= WHAT YOU ARE ASKED TO DO =
The expected answer is the complete listing, reproduced character for character.

= SOURCE MATERIAL =
======

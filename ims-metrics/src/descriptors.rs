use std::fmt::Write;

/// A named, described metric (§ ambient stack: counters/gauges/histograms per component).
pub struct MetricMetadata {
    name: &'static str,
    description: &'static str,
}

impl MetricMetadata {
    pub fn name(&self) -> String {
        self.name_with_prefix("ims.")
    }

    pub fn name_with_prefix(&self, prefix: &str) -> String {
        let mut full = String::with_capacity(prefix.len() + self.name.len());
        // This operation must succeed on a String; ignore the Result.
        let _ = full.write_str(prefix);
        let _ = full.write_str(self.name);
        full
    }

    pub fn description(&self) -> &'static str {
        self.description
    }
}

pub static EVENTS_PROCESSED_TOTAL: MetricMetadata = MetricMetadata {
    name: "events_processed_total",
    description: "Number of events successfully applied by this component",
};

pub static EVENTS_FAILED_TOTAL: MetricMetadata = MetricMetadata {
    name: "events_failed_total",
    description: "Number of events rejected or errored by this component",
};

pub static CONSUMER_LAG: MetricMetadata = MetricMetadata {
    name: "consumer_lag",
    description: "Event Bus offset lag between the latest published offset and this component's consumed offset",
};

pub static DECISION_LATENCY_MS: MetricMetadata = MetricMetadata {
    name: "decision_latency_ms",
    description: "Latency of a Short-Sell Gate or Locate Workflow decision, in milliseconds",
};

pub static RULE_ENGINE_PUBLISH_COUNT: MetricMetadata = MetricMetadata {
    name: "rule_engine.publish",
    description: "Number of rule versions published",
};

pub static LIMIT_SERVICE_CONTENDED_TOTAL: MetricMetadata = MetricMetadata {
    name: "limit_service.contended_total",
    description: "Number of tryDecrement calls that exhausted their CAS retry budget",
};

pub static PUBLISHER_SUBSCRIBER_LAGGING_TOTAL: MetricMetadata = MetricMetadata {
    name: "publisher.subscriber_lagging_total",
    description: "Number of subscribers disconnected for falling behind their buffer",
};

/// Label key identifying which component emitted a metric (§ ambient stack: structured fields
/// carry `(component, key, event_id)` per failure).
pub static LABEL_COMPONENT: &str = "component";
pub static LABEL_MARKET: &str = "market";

======

= ANSWER FOR THE TASK =
filename ims-metrics/src/descriptors.rs
use std::fmt::Write;

/// A named, described metric (§ ambient stack: counters/gauges/histograms per component).
pub struct MetricMetadata {
    name: &'static str,
    description: &'static str,
}

impl MetricMetadata {
    pub fn name(&self) -> String {
        self.name_with_prefix("ims.")
    }

    pub fn name_with_prefix(&self, prefix: &str) -> String {
        let mut full = String::with_capacity(prefix.len() + self.name.len());
        // This operation must succeed on a String; ignore the Result.
        let _ = full.write_str(prefix);
        let _ = full.write_str(self.name);
        full
    }

    pub fn description(&self) -> &'static str {
        self.description
    }
}

pub static EVENTS_PROCESSED_TOTAL: MetricMetadata = MetricMetadata {
    name: "events_processed_total",
    description: "Number of events successfully applied by this component",
};

pub static EVENTS_FAILED_TOTAL: MetricMetadata = MetricMetadata {
    name: "events_failed_total",
    description: "Number of events rejected or errored by this component",
};

pub static CONSUMER_LAG: MetricMetadata = MetricMetadata {
    name: "consumer_lag",
    description: "Event Bus offset lag between the latest published offset and this component's consumed offset",
};

pub static DECISION_LATENCY_MS: MetricMetadata = MetricMetadata {
    name: "decision_latency_ms",
    description: "Latency of a Short-Sell Gate or Locate Workflow decision, in milliseconds",
};

pub static RULE_ENGINE_PUBLISH_COUNT: MetricMetadata = MetricMetadata {
    name: "rule_engine.publish",
    description: "Number of rule versions published",
};

pub static LIMIT_SERVICE_CONTENDED_TOTAL: MetricMetadata = MetricMetadata {
    name: "limit_service.contended_total",
    description: "Number of tryDecrement calls that exhausted their CAS retry budget",
};

pub static PUBLISHER_SUBSCRIBER_LAGGING_TOTAL: MetricMetadata = MetricMetadata {
    name: "publisher.subscriber_lagging_total",
    description: "Number of subscribers disconnected for falling behind their buffer",
};

/// Label key identifying which component emitted a metric (§ ambient stack: structured fields
/// carry `(component, key, event_id)` per failure).
pub static LABEL_COMPONENT: &str = "component";
pub static LABEL_MARKET: &str = "market";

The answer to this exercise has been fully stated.